Tool, status object, vehicle, means of transport, mobile accommodation – a truck has a thousand faces. You get different perspectives depending on the person to whom you are speaking. A driver hauling a full load up a steep Alpine gradient appreciates its power, size and spacious interior. A regional planner with responsibility for environmental issues would doubtless prefer to see more modest and more aerodynamic trucks than those currently on the roads. A child who is about to cross a busy road would perhaps prefer that there were no trucks at all.
“When we pen a new design, we consider two different types of end-users. First of all we have the customer, who usually knows exactly what he wants. To attract him to our brand, the design must express certain values and qualities. The other end-user of our products is society in general. The trucks we design operate everywhere. If people don’t like them because they look frightening or ugly, they simply won’t function in society. Which means we will have failed,” says Asok George, Chief Designer at the Volvo Design Center.
At his workplace just outside Göteborg, a dozen or so designers from all over the world work on the creation of what in truck circles are some of the most dynamic products in the world: Volvo’s fleet of heavy trucks. Designed with “a thousand faces” for almost as many different applications, these vehicles are the very epitome of functional design – design that must function in terms of both content and form. Or, to use Asok George’s terminology, “design that is self-explanatory”.
“The lid of a jar looks like the lid of a jar and is designed to be opened in a certain way. You don’t need to read an instruction manual to understand how to operate it. In the same way, the truck’s appearance must communicate what it’s intended for and how it is to be used,” he explains.
Fairly straightforward, thus far. But it all gets far more complicated when you start adding in the context in which all the world’s truck designers work. As laymen we might be tempted to picture a “designer” as something of an artistic bohemian genius whose unfettered imagination helps conjure new lines and functions out of thin air.

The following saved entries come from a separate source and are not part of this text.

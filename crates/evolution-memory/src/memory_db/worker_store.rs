//! Enriched observations received by the HTTP worker

use std::sync::Arc;

use chrono::Utc;
use r2d2::Pool;
use r2d2_sqlite::SqliteConnectionManager;
use rusqlite::{params, OptionalExtension, Row};

use crate::memory_db::schema::*;

pub struct WorkerObservationStore {
    pool: Arc<Pool<SqliteConnectionManager>>,
}

impl WorkerObservationStore {
    pub fn new(pool: Arc<Pool<SqliteConnectionManager>>) -> Self {
        Self { pool }
    }

    fn get_conn(&self) -> anyhow::Result<r2d2::PooledConnection<SqliteConnectionManager>> {
        self.pool.get().map_err(|e| anyhow::anyhow!("Failed to get connection from pool: {}", e))
    }

    pub fn insert(
        &self,
        session_id: &str,
        title: &str,
        semantic_summary: &str,
        observation_json: &str,
    ) -> anyhow::Result<WorkerObservation> {
        let (now, now_str) = now_timestamp();
        let conn = self.get_conn()?;
        conn.execute(
            "INSERT INTO worker_observations (session_id, timestamp, title, semantic_summary, observation_json)
             VALUES (?1, ?2, ?3, ?4, ?5)",
            params![session_id, &now_str, title, semantic_summary, observation_json],
        )?;

        Ok(WorkerObservation {
            id: conn.last_insert_rowid(),
            session_id: session_id.to_string(),
            timestamp: now,
            title: title.to_string(),
            semantic_summary: semantic_summary.to_string(),
            observation_json: observation_json.to_string(),
        })
    }

    pub fn get(&self, id: i64) -> anyhow::Result<Option<WorkerObservation>> {
        let conn = self.get_conn()?;
        let observation = conn
            .query_row(
                "SELECT id, session_id, timestamp, title, semantic_summary, observation_json
                 FROM worker_observations WHERE id = ?1",
                [id],
                |row| Ok(self.row_to_observation(row)),
            )
            .optional()?;
        observation.transpose()
    }

    /// Every stored observation, oldest first. Used to rebuild the similarity index.
    pub fn all(&self) -> anyhow::Result<Vec<WorkerObservation>> {
        let conn = self.get_conn()?;
        let mut stmt = conn.prepare(
            "SELECT id, session_id, timestamp, title, semantic_summary, observation_json
             FROM worker_observations ORDER BY id ASC",
        )?;
        let mut rows = stmt.query([])?;
        let mut observations = Vec::new();
        while let Some(row) = rows.next()? {
            observations.push(self.row_to_observation(row)?);
        }
        Ok(observations)
    }

    fn row_to_observation(&self, row: &Row) -> anyhow::Result<WorkerObservation> {
        let timestamp_str: String = row.get(2)?;
        Ok(WorkerObservation {
            id: row.get(0)?,
            session_id: row.get(1)?,
            timestamp: parse_datetime_safe(&timestamp_str).unwrap_or_else(Utc::now),
            title: row.get(3)?,
            semantic_summary: row.get(4)?,
            observation_json: row.get(5)?,
        })
    }
}

#[cfg(test)]
mod tests {
    use crate::memory_db::MemoryDatabase;

    #[test]
    fn test_insert_and_get() {
        let db = MemoryDatabase::new_in_memory().unwrap();
        let stored = db.worker.insert("s1", "Read config", "Looked at settings", r#"{"tool_name":"Read"}"#).unwrap();
        assert!(stored.id > 0);

        let loaded = db.worker.get(stored.id).unwrap().unwrap();
        assert_eq!(loaded.title, "Read config");
        assert_eq!(loaded.observation_json, r#"{"tool_name":"Read"}"#);
        assert!(db.worker.get(stored.id + 100).unwrap().is_none());
        assert_eq!(db.worker.all().unwrap().len(), 1);
    }
}
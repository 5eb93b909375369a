//! Self-evolution: inefficiency detection, mutation lifecycle and
//! cross-session pattern aggregation

pub mod analyzer;
pub mod mutation;
pub mod patterns;

pub use analyzer::{
    analyze_observations, Inefficiency, InefficiencyAnalyzer, InefficiencyType, MutationStrategy,
    PerformanceMetrics, RuntimeAnalysis,
};
pub use mutation::{CheckpointReport, EvolutionReport, MutationConfig, MutationLifecycleManager, MutationOutcome};
pub use patterns::{AgentRuleProposal, PatternAggregator, PatternReport, SkillSuggestion, WorkflowPattern};
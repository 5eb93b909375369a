//! Cross-session aggregation: workflows, error patterns, per-tool success
//! rates, and the skill / agent-rule proposals derived from learnings.

use std::collections::HashMap;
use std::hash::Hash;
use std::sync::Arc;

use serde::{Deserialize, Serialize};
use tracing::debug;

use crate::memory_db::migration::round2;
use crate::memory_db::{ErrorPatternRow, Learning, MemoryDatabase, ToolSuccessRow};
use crate::utils::TextUtils;

const TOP_WORKFLOWS: usize = 10;
const TOP_TOOLS: usize = 20;
const TOP_ERROR_PATTERNS: usize = 10;
const MIN_USES_FOR_METRICS: i64 = 5;
const WORKFLOW_PREFIX_LEN: usize = 20;
const WORKFLOW_LENGTHS: [usize; 3] = [3, 4, 5];
const MIN_WORKFLOW_FREQUENCY: usize = 3;
const SKILL_MIN_FREQUENCY: i64 = 3;
const SKILL_MIN_CONFIDENCE: f64 = 0.7;
const RULE_MIN_CONFIDENCE: f64 = 0.8;
const RULE_MIN_FREQUENCY: i64 = 5;
const MAX_RULES: usize = 5;
const WARNING_MIN_FAILURES: i64 = 10;
const MAX_WARNINGS: usize = 3;

#[derive(Debug, Clone, PartialEq, Serialize, Deserialize)]
pub struct WorkflowCount {
    pub workflow: String,
    pub frequency: usize,
}

#[derive(Debug, Clone, PartialEq, Serialize, Deserialize)]
pub struct ToolUsage {
    pub tool_name: String,
    pub uses: usize,
}

#[derive(Debug, Clone, PartialEq, Serialize, Deserialize)]
pub struct PatternReport {
    pub common_workflows: Vec<WorkflowCount>,
    pub tool_preferences: Vec<ToolUsage>,
    pub error_patterns: Vec<ErrorPatternRow>,
    pub success_metrics: Vec<ToolSuccessRow>,
    pub projects_analyzed: i64,
}

#[derive(Debug, Clone, PartialEq, Serialize, Deserialize)]
pub struct WorkflowPattern {
    pub sequence: Vec<String>,
    pub frequency: usize,
}

#[derive(Debug, Clone, PartialEq, Serialize, Deserialize)]
pub struct SkillEvidence {
    pub frequency: i64,
    pub confidence: f64,
    pub sources: Vec<String>,
}

#[derive(Debug, Clone, PartialEq, Serialize, Deserialize)]
pub struct SkillProposal {
    pub skill_name: String,
    pub description: String,
    pub based_on: SkillEvidence,
}

#[derive(Debug, Clone, PartialEq, Serialize, Deserialize)]
pub struct SkillSuggestion {
    pub suggestion: Option<SkillProposal>,
    #[serde(skip_serializing_if = "Option::is_none")]
    pub reason: Option<String>,
    #[serde(skip_serializing_if = "Option::is_none")]
    pub template: Option<String>,
}

#[derive(Debug, Clone, PartialEq, Serialize, Deserialize)]
#[serde(tag = "type", rename_all = "snake_case")]
pub enum AgentRuleProposal {
    AddRule {
        pattern: String,
        description: String,
        frequency: i64,
        confidence: f64,
        suggestion: String,
    },
    AddWarning {
        tool: String,
        error_count: i64,
        suggestion: String,
    },
}

pub struct PatternAggregator {
    database: Arc<MemoryDatabase>,
}

impl PatternAggregator {
    pub fn new(database: Arc<MemoryDatabase>) -> Self {
        Self { database }
    }

    /// Aggregate every session, or only those whose project path starts with `path_prefix`.
    pub fn aggregate(&self, path_prefix: Option<&str>) -> anyhow::Result<PatternReport> {
        let path_prefix = path_prefix.filter(|p| !p.is_empty());
        let session_ids = self.database.sessions.session_ids(path_prefix)?;

        let mut workflows = Vec::new();
        let mut tools = Vec::new();
        for session_id in &session_ids {
            let sequence = self.database.observations.tool_sequence(session_id, None)?;
            for window in sequence.windows(3) {
                workflows.push(window.join(" -> "));
            }
            tools.extend(sequence);
        }
        debug!("Aggregated {} sessions, {} tool calls", session_ids.len(), tools.len());

        let mut success_metrics = self
            .database
            .observations
            .tool_success_metrics(path_prefix, MIN_USES_FOR_METRICS)?;
        for metric in &mut success_metrics {
            metric.success_rate = round2(metric.success_rate);
        }

        Ok(PatternReport {
            common_workflows: rank_by_count(workflows)
                .into_iter()
                .take(TOP_WORKFLOWS)
                .map(|(workflow, frequency)| WorkflowCount { workflow, frequency })
                .collect(),
            tool_preferences: rank_by_count(tools)
                .into_iter()
                .take(TOP_TOOLS)
                .map(|(tool_name, uses)| ToolUsage { tool_name, uses })
                .collect(),
            error_patterns: self.database.observations.repeated_errors(path_prefix, TOP_ERROR_PATTERNS)?,
            success_metrics,
            projects_analyzed: self.database.sessions.count_projects(path_prefix)?,
        })
    }

    /// Tool subsequences of length 3 to 5 recurring across the opening moves of sessions.
    pub fn common_workflows(&self) -> anyhow::Result<Vec<WorkflowPattern>> {
        let mut subsequences: Vec<Vec<String>> = Vec::new();
        for session_id in self.database.sessions.session_ids(None)? {
            let sequence = self
                .database
                .observations
                .tool_sequence(&session_id, Some(WORKFLOW_PREFIX_LEN))?;
            for length in WORKFLOW_LENGTHS {
                subsequences.extend(sequence.windows(length).map(|w| w.to_vec()));
            }
        }

        Ok(rank_by_count(subsequences)
            .into_iter()
            .take(TOP_WORKFLOWS)
            .filter(|(_, count)| *count >= MIN_WORKFLOW_FREQUENCY)
            .map(|(sequence, frequency)| WorkflowPattern { sequence, frequency })
            .collect())
    }

    pub fn suggest_skill(&self, pattern_type: &str) -> anyhow::Result<SkillSuggestion> {
        let Some(learning) = self.database.learnings.get_by_pattern(pattern_type)? else {
            return Ok(SkillSuggestion {
                suggestion: None,
                reason: Some("Pattern not found".to_string()),
                template: None,
            });
        };

        if learning.frequency < SKILL_MIN_FREQUENCY || learning.confidence_score < SKILL_MIN_CONFIDENCE {
            return Ok(SkillSuggestion {
                suggestion: None,
                reason: Some(format!(
                    "Pattern not frequent or confident enough (frequency {}, confidence {:.2})",
                    learning.frequency, learning.confidence_score
                )),
                template: None,
            });
        }

        let skill_name = skill_name(pattern_type);
        let template = skill_template(&skill_name, pattern_type, &learning);
        Ok(SkillSuggestion {
            suggestion: Some(SkillProposal {
                skill_name,
                description: learning.description.clone(),
                based_on: SkillEvidence {
                    frequency: learning.frequency,
                    confidence: learning.confidence_score,
                    sources: learning.source_sessions.clone(),
                },
            }),
            reason: None,
            template: Some(template),
        })
    }

    /// Rules for well-established learnings, warnings for tools that fail often.
    pub fn propose_agent_rules(&self) -> anyhow::Result<Vec<AgentRuleProposal>> {
        let mut proposals: Vec<AgentRuleProposal> = self
            .database
            .learnings
            .established(RULE_MIN_CONFIDENCE, RULE_MIN_FREQUENCY, MAX_RULES)?
            .into_iter()
            .map(|learning| AgentRuleProposal::AddRule {
                suggestion: format!(
                    "Add rule for '{}': {}",
                    learning.pattern_type,
                    TextUtils::first_chars(&learning.description, 100)
                ),
                pattern: learning.pattern_type,
                description: learning.description,
                frequency: learning.frequency,
                confidence: learning.confidence_score,
            })
            .collect();

        for (tool, error_count) in self.database.observations.failing_tools(WARNING_MIN_FAILURES, MAX_WARNINGS)? {
            proposals.push(AgentRuleProposal::AddWarning {
                suggestion: format!("Add caution for '{}' - {} recorded failures", tool, error_count),
                tool,
                error_count,
            });
        }

        Ok(proposals)
    }
}

pub fn skill_name(pattern_type: &str) -> String {
    pattern_type.to_lowercase().replace(' ', "-")
}

fn skill_template(skill_name: &str, pattern_type: &str, learning: &Learning) -> String {
    format!(
        "---\nname: {name}\ndescription: {description}\n---\n\n# {pattern}\n\n\
         This skill was auto-suggested based on {frequency} occurrences \
         with {confidence:.0}% confidence.\n\n\
         ## When to Use\n\n[Describe activation triggers]\n\n\
         ## Workflow\n\n[Document the workflow steps]\n\n\
         ## Examples\n\n[Provide usage examples]\n",
        name = skill_name,
        description = learning.description,
        pattern = pattern_type,
        frequency = learning.frequency,
        confidence = learning.confidence_score * 100.0,
    )
}

/// Distinct items with their counts, most frequent first; ties keep first-seen order.
fn rank_by_count<K: Eq + Hash + Clone>(items: Vec<K>) -> Vec<(K, usize)> {
    let mut index: HashMap<K, usize> = HashMap::new();
    let mut counts: Vec<(K, usize)> = Vec::new();
    for item in items {
        match index.get(&item) {
            Some(&i) => counts[i].1 += 1,
            None => {
                index.insert(item.clone(), counts.len());
                counts.push((item, 1));
            }
        }
    }
    counts.sort_by(|a, b| b.1.cmp(&a.1));
    counts
}

#[cfg(test)]
mod tests {
    use super::*;
    use crate::memory_db::NewObservation;

    fn setup() -> (Arc<MemoryDatabase>, PatternAggregator) {
        let db = Arc::new(MemoryDatabase::new_in_memory().unwrap());
        (Arc::clone(&db), PatternAggregator::new(db))
    }

    fn run_tools(db: &MemoryDatabase, project: &str, tools: &[&str], success: bool) -> String {
        let session = db.sessions.create_session(project, "t", None).unwrap();
        for tool in tools {
            db.observations
                .append(NewObservation {
                    session_id: &session.session_id,
                    tool_name: tool,
                    input: "same input",
                    output: "",
                    context: "",
                    execution_time_ms: 1,
                    success,
                })
                .unwrap();
        }
        session.session_id
    }

    #[test]
    fn test_rank_by_count_is_stable() {
        let ranked = rank_by_count(vec!["b", "a", "a", "c", "b", "a"]);
        assert_eq!(ranked, vec![("a", 3), ("b", 2), ("c", 1)]);
        let ties = rank_by_count(vec!["x", "y"]);
        assert_eq!(ties, vec![("x", 1), ("y", 1)]);
    }

    #[test]
    fn test_aggregate_counts_workflows_and_tools() {
        let (db, aggregator) = setup();
        run_tools(&db, "/work/a", &["grep", "read_file", "edit_file", "run_tests"], true);
        run_tools(&db, "/work/b", &["grep", "read_file", "edit_file"], true);
        run_tools(&db, "/home/c", &["bash", "bash"], false);

        let report = aggregator.aggregate(Some("/work")).unwrap();
        assert_eq!(report.projects_analyzed, 2);
        assert_eq!(report.common_workflows[0].workflow, "grep -> read_file -> edit_file");
        assert_eq!(report.common_workflows[0].frequency, 2);
        assert_eq!(report.tool_preferences[0], ToolUsage { tool_name: "grep".into(), uses: 2 });
        assert!(report.error_patterns.is_empty());

        let everything = aggregator.aggregate(None).unwrap();
        assert_eq!(everything.projects_analyzed, 3);
        assert_eq!(everything.error_patterns.len(), 1);
        assert_eq!(everything.error_patterns[0].count, 2);
    }

    #[test]
    fn test_success_metrics_need_enough_uses() {
        let (db, aggregator) = setup();
        run_tools(&db, "/p", &["grep"; 6], true);
        run_tools(&db, "/p", &["grep"; 3], false);
        run_tools(&db, "/p", &["ls"; 2], true);

        let report = aggregator.aggregate(None).unwrap();
        assert_eq!(report.success_metrics.len(), 1);
        assert_eq!(report.success_metrics[0].tool_name, "grep");
        assert_eq!(report.success_metrics[0].success_rate, 0.67);
    }

    #[test]
    fn test_common_workflows_need_three_occurrences() {
        let (db, aggregator) = setup();
        for _ in 0..3 {
            run_tools(&db, "/p", &["search", "open", "edit"], true);
        }
        run_tools(&db, "/p", &["x", "y", "z"], true);

        let workflows = aggregator.common_workflows().unwrap();
        assert_eq!(workflows.len(), 1);
        assert_eq!(workflows[0].sequence, vec!["search", "open", "edit"]);
        assert_eq!(workflows[0].frequency, 3);
    }

    #[test]
    fn test_suggest_skill_thresholds() {
        let (db, aggregator) = setup();
        let missing = aggregator.suggest_skill("Nothing Here").unwrap();
        assert!(missing.suggestion.is_none());
        assert_eq!(missing.reason.as_deref(), Some("Pattern not found"));

        db.learnings.upsert("Cache Reads", "Cache file reads", 0.9, &["s1".into()]).unwrap();
        assert!(aggregator.suggest_skill("Cache Reads").unwrap().suggestion.is_none());

        db.learnings.upsert("Cache Reads", "Cache file reads", 0.9, &[]).unwrap();
        db.learnings.upsert("Cache Reads", "Cache file reads", 0.9, &[]).unwrap();
        let suggestion = aggregator.suggest_skill("Cache Reads").unwrap();
        let proposal = suggestion.suggestion.unwrap();
        assert_eq!(proposal.skill_name, "cache-reads");
        assert_eq!(proposal.based_on.frequency, 3);
        assert_eq!(proposal.based_on.sources, vec!["s1".to_string()]);
        let template = suggestion.template.unwrap();
        assert!(template.starts_with("---\nname: cache-reads\n"));
        assert!(template.contains("3 occurrences with 90% confidence"));
    }

    #[test]
    fn test_agent_rule_proposals() {
        let (db, aggregator) = setup();
        let learning = db.learnings.upsert("verify_paths", "Check the path exists first", 0.85, &[]).unwrap();
        db.learnings.increment_frequency(&learning.learning_id, 4).unwrap();
        db.learnings.upsert("rare", "Only seen once", 0.95, &[]).unwrap();
        run_tools(&db, "/p", &["bash"; 10], false);

        let proposals = aggregator.propose_agent_rules().unwrap();
        assert_eq!(proposals.len(), 2);
        assert!(matches!(&proposals[0], AgentRuleProposal::AddRule { pattern, .. } if pattern == "verify_paths"));
        assert!(matches!(&proposals[1], AgentRuleProposal::AddWarning { tool, error_count: 10, .. } if tool == "bash"));

        let json = serde_json::to_value(&proposals[1]).unwrap();
        assert_eq!(json["type"], "add_warning");
    }
}
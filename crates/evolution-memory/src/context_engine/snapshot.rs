//! Context snapshots: capture critical facts before a conversation is
//! compacted and score them for later retrieval.

use std::sync::Arc;

use tracing::{debug, info};

use crate::context_engine::fact_extractor::FactExtractor;
use crate::error::MemoryError;
use crate::memory_db::{ContextSnapshot, CriticalFacts, MemoryDatabase};
use crate::utils::TextUtils;

pub const BASE_PRIORITY: u8 = 5;
pub const BLOCKER_BONUS: u8 = 2;
pub const MAX_OVERLAP_BONUS: usize = 3;
pub const MAX_PRIORITY: u8 = 10;

pub struct ContextSnapshotManager {
    database: Arc<MemoryDatabase>,
    extractor: FactExtractor,
}

impl ContextSnapshotManager {
    pub fn new(database: Arc<MemoryDatabase>) -> Self {
        Self {
            database,
            extractor: FactExtractor::new(),
        }
    }

    pub fn extract(&self, conversation: &str) -> CriticalFacts {
        self.extractor.extract(conversation)
    }

    /// Persist `facts` for `session_id`. Priorities above the ceiling are rejected.
    pub fn flush(&self, session_id: &str, facts: &CriticalFacts, priority: u8) -> anyhow::Result<ContextSnapshot> {
        if priority > MAX_PRIORITY {
            return Err(MemoryError::malformed(format!(
                "retrieval priority must be within 0..={}, got {}",
                MAX_PRIORITY, priority
            ))
            .into());
        }
        let snapshot = self.database.snapshots.insert(session_id, facts, priority)?;
        info!("Flushed context snapshot {} for session {}", snapshot.snapshot_id, session_id);
        Ok(snapshot)
    }

    /// Same as [`flush`](Self::flush) for caller-supplied JSON. Nothing is
    /// written when the JSON does not describe a fact bundle.
    pub fn flush_json(&self, session_id: &str, facts_json: &str, priority: u8) -> anyhow::Result<ContextSnapshot> {
        let facts: CriticalFacts = serde_json::from_str(facts_json)
            .map_err(|e| MemoryError::malformed(format!("invalid critical facts JSON: {}", e)))?;
        self.flush(session_id, &facts, priority)
    }

    pub fn load(&self, session_id: &str) -> anyhow::Result<Option<ContextSnapshot>> {
        self.database.snapshots.latest(session_id)
    }

    /// Recent snapshots with priorities recomputed against `current_task`.
    pub fn recent(
        &self,
        project_path: Option<&str>,
        current_task: Option<&str>,
        limit: usize,
    ) -> anyhow::Result<Vec<ContextSnapshot>> {
        let mut snapshots = self.database.snapshots.recent(project_path, limit)?;
        for snapshot in &mut snapshots {
            snapshot.retrieval_priority = calculate_retrieval_priority(&snapshot.critical_facts, current_task);
        }
        debug!("Loaded {} recent snapshots", snapshots.len());
        Ok(snapshots)
    }
}

/// Base 5, +2 when blockers are present, +1 per word shared between the
/// current task and the snapshot's state, decisions and findings (at most 3),
/// never above 10.
pub fn calculate_retrieval_priority(facts: &CriticalFacts, current_task: Option<&str>) -> u8 {
    let mut priority = BASE_PRIORITY;

    if !facts.blockers.is_empty() {
        priority += BLOCKER_BONUS;
    }

    if let Some(task) = current_task {
        let task_words = TextUtils::word_set(task);
        let mut snapshot_text = facts.task_state.clone();
        for note in facts.decisions.iter().chain(facts.key_findings.iter()) {
            snapshot_text.push(' ');
            snapshot_text.push_str(note);
        }
        let snapshot_words = TextUtils::word_set(&snapshot_text);
        let overlap = task_words.intersection(&snapshot_words).count().min(MAX_OVERLAP_BONUS);
        priority += overlap as u8;
    }

    priority.min(MAX_PRIORITY)
}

Nothing could be more wrong. A truck is characterised by strict restrictions regarding height, width, length and shape. For instance, departing from the typical flat-fronted design that is the norm for European trucks today is out of the question. “Our starting point is a square-edged box that is designed to transport goods. There are detailed standards governing everything from the dimensions of the wheel housings to where the lights are to be fitted and how large the windscreen must be. And of course it’s vital to make the inside as spacious and practical as possible, at the same time as the outside is made as small and slim as can be,” says Rikard Orell, Design Director at Volvo Trucks and the person who heads the design operation.
Coming as he does from car design at Volvo Cars and before that at Australian car manufacturer Holden, he admits that the firm restrictions on today’s trucks can sometimes make the truck designer’s job a bit frustrating. “You have a much freer hand when designing cars. You draw a product that may have a production run of millions, where it is often the appearance itself that ultimately attracts the customers. This means that the resources and preconditions are on an entirely different level compared with working on trucks,” he relates, at the same time as he emphasises that this firm focus on exterior design is not always a positive thing.
“The risk is that everything ends up being about traditional styling. A truck is far more complex than a car. There are major differences between the different variants and configurations and since everything is so firmly tied to the functional aspects, the work itself is much more exciting.”
In other words, even within strict limitations there can be scope for innovation. If you take a close look at a Volvo, you can accordingly see that it really does stand out from the crowd. The way the lines along the side are drawn in towards the front, the clean body panels, the rounded contours and the classic profile – everything spells design that is typical of Volvo.
“It’s all about creating something that looks like and is perceived as a Volvo. The brand is the primary area for which we have clear-cut responsibility. Our job is all about communicating Volvo’s core values – the environment, safety and quality – in the best possible way. Volvo’s design is clearly inspired by the Scandinavian environment. It is simple, clean and straightforward,” says Rikard Orell.
So from where does a professional designer draw his own inspiration? “From everywhere: architecture, cars, product design, boats, mobile homes … I have a 70 or 80 gigabyte database of pictures that I continuously update and look through,” says Asok George. He’s quiet for a few seconds, then adds: “If you can keep the end-user in your mind throughout the design process, you already have access to the best source of inspiration there is. Just imagine you’re developing the best possible tool for the world’s most professional driver, at the same time as you visualise a little child riding his tricycle in a garden – with those two images playing through your mind you can’t fail!”
For Rikard Orell it is the environmental requirements, such as fuel efficiency and alternative fuels, that will have the greatest influence on truck design of the future.
“We work ceaselessly to improve aerodynamics within the strict frameworks we are given. The focus may be on optimising the radius of a curve in a body panel, getting rid of unnecessary detail or working on the underside of the truck to improve airflow. What it isn’t about is to transform the truck into a Ferrari. After all, its job is to haul heavy loads.”